Changing payment methods
Innovations and consumer preferences continue to shift payments towards more convenient electronic methods. The value of card payments relative to GDP is increasing for all but a few CPMI jurisdictions. In contrast, the value of small-denomination notes and coins in circulation (typically used for payment) is either decreasing or flatlining at the same time, the use of large-denomination notes (typically, to store value, ie as an alternative to bank deposits) is generally increasing even faster than that of small-denomination.
Overall, this has meant that total cash in circulation has grown in most CPMI jurisdictions. For most countries, the cashless society, or even a “less-cash” society, has yet to materialize. Sweden is the exception: there, cash in circulation is decreasing and mobile payments booming at the expense of cards.

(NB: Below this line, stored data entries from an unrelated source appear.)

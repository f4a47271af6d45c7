// Mock sensor repository - random readings standing in for real devices
use crate::application::sensor_repository::SensorRepository;
use crate::domain::sensor::{DeviceInfo, SensorReading, Timescale};
use anyhow::Result;
use async_trait::async_trait;
use chrono::{DateTime, Duration, SecondsFormat, Utc};
use rand::Rng;
use std::collections::HashMap;
use std::sync::{Mutex, PoisonError};

const DEFAULT_DEVICE_IP: &str = "192.168.4.20";

#[derive(Debug, Default)]
pub struct MockSensorRepository {
    devices: Mutex<HashMap<String, DeviceInfo>>,
}

impl MockSensorRepository {
    pub fn new() -> Self {
        Self::default()
    }

    /// Sample count and spacing used to fake a window's worth of history.
    fn sampling(timescale: Timescale) -> (usize, Duration) {
        match timescale {
            Timescale::Hour => (60, Duration::minutes(1)),
            Timescale::Day => (288, Duration::minutes(5)),
            Timescale::Month => (720, Duration::hours(1)),
            Timescale::Year => (365, Duration::days(1)),
            Timescale::All => (500, Duration::hours(1)),
        }
    }

    fn random_reading(rng: &mut impl Rng, device_ip: &str, at: DateTime<Utc>) -> SensorReading {
        let round1 = |v: f64| (v * 10.0).round() / 10.0;
        SensorReading {
            device_ip: Some(device_ip.to_string()),
            timestamp: Some(at.to_rfc3339_opts(SecondsFormat::Secs, true)),
            moisture: Some(round1(rng.gen_range(30.0..70.0))),
            temperature: Some(round1(rng.gen_range(20.0..30.0))),
            humidity: Some(round1(rng.gen_range(40.0..80.0))),
            ph: Some(round1(rng.gen_range(6.0..8.0))),
            light: Some(rng.gen_range(300..800) as f64),
            ..Default::default()
        }
    }

    fn device_for(&self, device_ip: &str) -> Option<DeviceInfo> {
        self.devices
            .lock()
            .unwrap_or_else(PoisonError::into_inner)
            .get(device_ip)
            .cloned()
    }

    fn generate_history(device_ip: &str, timescale: Timescale) -> Vec<SensorReading> {
        let (count, spacing) = Self::sampling(timescale);
        let now = Utc::now();
        let mut rng = rand::thread_rng();
        (0..count)
            .map(|i| {
                let at = now - spacing * (count - 1 - i) as i32;
                Self::random_reading(&mut rng, device_ip, at)
            })
            .collect()
    }
}

#[async_trait]
impl SensorRepository for MockSensorRepository {
    async fn latest_reading(&self, device_ip: Option<&str>) -> Result<Option<SensorReading>> {
        let ip = device_ip.unwrap_or(DEFAULT_DEVICE_IP);
        let mut reading = Self::random_reading(&mut rand::thread_rng(), ip, Utc::now());
        reading.command_status = Some("idle".to_string());
        reading.device = self.device_for(ip);
        Ok(Some(reading))
    }

    async fn readings(
        &self,
        device_ip: Option<&str>,
        timescale: Timescale,
    ) -> Result<Vec<SensorReading>> {
        let ip = device_ip.unwrap_or(DEFAULT_DEVICE_IP);
        let history = Self::generate_history(ip, timescale);
        tracing::debug!("Generated {} mock readings for {} ({})", history.len(), ip, timescale);
        Ok(history)
    }

    async fn store_reading(&self, reading: SensorReading) -> Result<SensorReading> {
        // nothing is persisted
        tracing::debug!("Discarding stored reading for {:?}", reading.device_ip);
        Ok(reading)
    }

    async fn upsert_device(&self, mut device: DeviceInfo) -> Result<DeviceInfo> {
        let mut devices = self.devices.lock().unwrap_or_else(PoisonError::into_inner);
        if let Some(existing) = devices.get(&device.ip) {
            device.registered_at = existing.registered_at.clone();
        }
        devices.insert(device.ip.clone(), device.clone());
        Ok(device)
    }
}

#[cfg(test)]
mod tests {
    use super::*;

    #[tokio::test]
    async fn test_readings_fall_in_ranges() {
        let repo = MockSensorRepository::new();
        let history = repo.readings(Some("10.1.1.1"), Timescale::Day).await.unwrap();
        assert_eq!(history.len(), 288);
        for r in &history {
            let moisture = r.moisture.unwrap();
            assert!((30.0..=70.0).contains(&moisture));
            let ph = r.ph.unwrap();
            assert!((6.0..=8.0).contains(&ph));
            assert_eq!(r.device_ip.as_deref(), Some("10.1.1.1"));
        }
        assert!(history.windows(2).all(|w| w[0].parsed_timestamp() < w[1].parsed_timestamp()));
    }

    #[tokio::test]
    async fn test_upsert_keeps_registration_time() {
        let repo = MockSensorRepository::new();
        let device = DeviceInfo {
            id: "dev_1".to_string(),
            ip: "10.1.1.2".to_string(),
            port: 80,
            device_type: "soil_sensor".to_string(),
            registered_at: "2024-01-01T00:00:00Z".to_string(),
            last_seen: "2024-01-01T00:00:00Z".to_string(),
            status: "active".to_string(),
        };
        repo.upsert_device(device.clone()).await.unwrap();

        let again = repo
            .upsert_device(DeviceInfo {
                registered_at: "2024-06-01T00:00:00Z".to_string(),
                ..device
            })
            .await
            .unwrap();
        assert_eq!(again.registered_at, "2024-01-01T00:00:00Z");

        let latest = repo.latest_reading(Some("10.1.1.2")).await.unwrap().unwrap();
        assert_eq!(latest.device.map(|d| d.id), Some("dev_1".to_string()));
    }
}
// Position engine - dead reckoning from discrete move/rotate commands
use crate::application::activity_sink::ActivitySink;
use crate::application::map_renderer::{DrawingSurface, MapRenderer};
use crate::application::settings_store::{SettingsStore, TRAIL_LIMIT_KEY};
use crate::domain::robot::{parse_trail_limit, round4, wrap_degrees, Pose, Trail};
use std::sync::Arc;

pub trait PositionEngine {
    /// Advances `step` world units along the current heading.
    fn move_by(&mut self, step: f64);

    /// Turns clockwise by `delta_deg`, keeping the heading in [0, 360).
    fn rotate(&mut self, delta_deg: f64);

    /// Origin, facing north, trail holding only the origin.
    fn reset(&mut self);

    /// Clamps to >= 1, evicts the oldest trail points and persists. Returns the stored limit.
    fn set_trail_limit(&mut self, limit: i64) -> usize;

    fn pose(&self) -> Pose;

    fn trail(&self) -> &Trail;
}

pub struct DeadReckoningEngine<S: DrawingSurface> {
    pose: Pose,
    trail: Trail,
    surface: Option<S>,
    settings: Arc<dyn SettingsStore>,
    activity: Arc<dyn ActivitySink>,
}

impl<S: DrawingSurface> DeadReckoningEngine<S> {
    /// Starts at the origin with the persisted trail limit, or `default_limit`.
    pub fn new(
        settings: Arc<dyn SettingsStore>,
        activity: Arc<dyn ActivitySink>,
        default_limit: usize,
    ) -> Self {
        let limit = settings
            .get(TRAIL_LIMIT_KEY)
            .map(|saved| parse_trail_limit(&saved, default_limit))
            .unwrap_or(default_limit);

        Self {
            pose: Pose::origin(),
            trail: Trail::new(limit),
            surface: None,
            settings,
            activity,
        }
    }

    pub fn attach_surface(&mut self, surface: S) {
        self.surface = Some(surface);
        self.render();
    }

    pub fn surface(&self) -> Option<&S> {
        self.surface.as_ref()
    }

    /// Applies `f` to the surface (e.g. a resize) and repaints.
    pub fn update_surface(&mut self, f: impl FnOnce(&mut S)) {
        match self.surface.as_mut() {
            Some(surface) => {
                f(surface);
                self.render();
            }
            None => tracing::warn!("Robot map surface unavailable, ignoring surface update"),
        }
    }

    pub fn readout(&self) -> String {
        self.pose.readout()
    }

    fn render(&mut self) {
        let Some(surface) = self.surface.as_mut() else {
            tracing::warn!("Robot map surface unavailable, skipping render");
            return;
        };
        MapRenderer::render(&self.pose, &self.trail, surface);
    }
}

impl<S: DrawingSurface> PositionEngine for DeadReckoningEngine<S> {
    fn move_by(&mut self, step: f64) {
        if !step.is_finite() {
            tracing::warn!("Ignoring non-finite move step {}", step);
            return;
        }

        let rad = self.pose.angle_deg.to_radians();
        // x grows east (sin), y grows north (cos)
        let dx = rad.sin() * step;
        let dy = rad.cos() * step;
        self.pose.x = round4(self.pose.x + dx);
        self.pose.y = round4(self.pose.y + dy);
        self.trail.push(self.pose.point());

        let direction = if step > 0.0 { "forward" } else { "backward" };
        self.activity.log(&format!(
            "Robot moved {} to ({:.2}, {:.2})",
            direction, self.pose.x, self.pose.y
        ));
        tracing::debug!(pose = ?self.pose, trail_len = self.trail.len(), "robot moved");
        self.render();
    }

    fn rotate(&mut self, delta_deg: f64) {
        if !delta_deg.is_finite() {
            tracing::warn!("Ignoring non-finite rotation {}", delta_deg);
            return;
        }

        self.pose.angle_deg = wrap_degrees(self.pose.angle_deg + delta_deg);

        let direction = if delta_deg > 0.0 { "right" } else { "left" };
        self.activity.log(&format!(
            "Robot rotated {} to {:.0}°",
            direction, self.pose.angle_deg
        ));
        tracing::debug!(angle = self.pose.angle_deg, "{}", self.readout());
        self.render();
    }

    fn reset(&mut self) {
        self.pose = Pose::origin();
        self.trail.reset();
        self.activity.log("Robot position reset");
        self.render();
    }

    fn set_trail_limit(&mut self, limit: i64) -> usize {
        let requested = usize::try_from(limit.max(1)).unwrap_or(usize::MAX);
        let stored = self.trail.set_limit(requested);
        self.settings.set(TRAIL_LIMIT_KEY, &stored.to_string());
        self.activity.log(&format!("Trail limit set to {}", stored));
        self.render();
        stored
    }

    fn pose(&self) -> Pose {
        self.pose
    }

    fn trail(&self) -> &Trail {
        &self.trail
    }
}
// Recording doubles for the drawing surface, chart renderer and activity sink
use crate::application::activity_sink::{ActivitySink, Severity};
use crate::application::chart_updater::{ChartConfig, ChartRenderer};
use crate::application::map_renderer::{DrawingSurface, SurfaceSize};
use crate::application::dashboard_session::{DashboardSession, SessionOptions};
use crate::application::sensor_repository::SensorRepository;
use crate::application::sensor_service::SensorService;
use crate::infrastructure::activity_log::ActivityLog;
use crate::infrastructure::chart_snapshot::ChartSnapshot;
use crate::infrastructure::mock_sensor_repository::MockSensorRepository;
use crate::infrastructure::settings::MemorySettings;
use crate::infrastructure::svg_surface::SvgSurface;
use crate::presentation::app_state::AppState;
use std::sync::{Arc, Mutex};

#[derive(Debug, Clone, PartialEq)]
pub enum DrawCommand {
    Clear,
    Rect,
    Segments(usize),
    Polyline { points: Vec<(f64, f64)> },
    Polygon(Vec<(f64, f64)>),
    Circle { center: (f64, f64), radius: f64 },
    Save,
    Restore,
    Translate(f64, f64),
    Rotate(f64),
}

pub struct RecordingSurface {
    size: SurfaceSize,
    commands: Vec<DrawCommand>,
    frames: usize,
}

impl RecordingSurface {
    pub fn new(width: f64, height: f64, pixel_density: f64) -> Self {
        Self {
            size: SurfaceSize {
                width,
                height,
                pixel_density,
            },
            commands: Vec::new(),
            frames: 0,
        }
    }

    /// Commands of the most recent frame.
    pub fn commands(&self) -> &[DrawCommand] {
        &self.commands
    }

    pub fn frames(&self) -> usize {
        self.frames
    }
}

impl DrawingSurface for RecordingSurface {
    fn size(&self) -> SurfaceSize {
        self.size
    }

    fn clear(&mut self) {
        self.commands.clear();
        self.commands.push(DrawCommand::Clear);
        self.frames += 1;
    }

    fn fill_rect(&mut self, _x: f64, _y: f64, _width: f64, _height: f64, _color: &str) {
        self.commands.push(DrawCommand::Rect);
    }

    fn stroke_segments(&mut self, segments: &[[(f64, f64); 2]], _color: &str, _line_width: f64) {
        self.commands.push(DrawCommand::Segments(segments.len()));
    }

    fn stroke_polyline(&mut self, points: &[(f64, f64)], _color: &str, _line_width: f64) {
        self.commands.push(DrawCommand::Polyline {
            points: points.to_vec(),
        });
    }

    fn fill_polygon(&mut self, points: &[(f64, f64)], _color: &str) {
        self.commands.push(DrawCommand::Polygon(points.to_vec()));
    }

    fn fill_circle(&mut self, center: (f64, f64), radius: f64, _color: &str) {
        self.commands.push(DrawCommand::Circle { center, radius });
    }

    fn save(&mut self) {
        self.commands.push(DrawCommand::Save);
    }

    fn restore(&mut self) {
        self.commands.push(DrawCommand::Restore);
    }

    fn translate(&mut self, dx: f64, dy: f64) {
        self.commands.push(DrawCommand::Translate(dx, dy));
    }

    fn rotate(&mut self, radians: f64) {
        self.commands.push(DrawCommand::Rotate(radians));
    }
}

#[derive(Default)]
pub struct RecordingChart {
    pub last: Option<ChartConfig>,
    pub redraws: Vec<bool>,
}

impl ChartRenderer for RecordingChart {
    fn configure(&mut self, config: ChartConfig) {
        self.last = Some(config);
    }

    fn redraw(&mut self, animate: bool) {
        self.redraws.push(animate);
    }
}

#[derive(Default)]
pub struct RecordingActivity {
    lines: Mutex<Vec<String>>,
    alerts: Mutex<Vec<(String, Severity)>>,
}

impl RecordingActivity {
    pub fn lines(&self) -> Vec<String> {
        self.lines.lock().unwrap().clone()
    }

    pub fn alerts(&self) -> Vec<(String, Severity)> {
        self.alerts.lock().unwrap().clone()
    }
}

impl ActivitySink for RecordingActivity {
    fn log(&self, text: &str) {
        self.lines.lock().unwrap().push(text.to_string());
    }

    fn alert(&self, text: &str, severity: Severity) {
        self.alerts.lock().unwrap().push((text.to_string(), severity));
    }
}

/// Fully wired state over the mock repository and in-memory settings.
pub fn app_state() -> Arc<AppState> {
    app_state_with(Arc::new(MockSensorRepository::new()))
}

pub fn app_state_with(repository: Arc<dyn SensorRepository>) -> Arc<AppState> {
    let activity = Arc::new(ActivityLog::new());
    let session = DashboardSession::new(
        SessionOptions::default(),
        Arc::new(MemorySettings::new()),
        activity.clone(),
        Some(SvgSurface::new(400.0, 240.0, 1.0)),
        Some(ChartSnapshot::default()),
    );
    Arc::new(AppState {
        sensor_service: SensorService::new(repository),
        session: Arc::new(tokio::sync::Mutex::new(session)),
        activity,
        device_ip: None,
        history_limit: 100,
    })
}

Consumers also crave convenience in paying. This is reflected in the number of contactless cards per inhabitant rising rapidly in both advanced and emerging market economies. In addition, consumers are increasingly using debit or credit cards when abroad. Cross-border card payments have grown twice as fast as domestic payments since 2012. In advanced economies, on average, consumers use their cards for overseas transactions 14 times a year, while in emerging market economies the average is twice a year.
Innovation and policy changes
The traditional bank-based ecosystem is being disrupted from below by FinTechs and from above by well-established big techs. When asked which financial products and services are most affected by technological developments and competition, banks often rank payments the highest – both today and over the next five years.
Non-banks are moving into both retail and wholesale payments. Across CPMI (Committee on Payments and Market Infrastructures) jurisdictions, non-banks now account for about a quarter of the institutions offering services or payment instruments, up from 14% in only six years. A similar but less dramatic increase is seen for e-money providers.
Central banks are adapting to the emergence of new players by expanding access to their wholesale payment systems. Non-bank providers now account for 10% of direct participants in RTGS systems in CPMI member countries. In contrast, non-banks accounted for only 4% in 2012.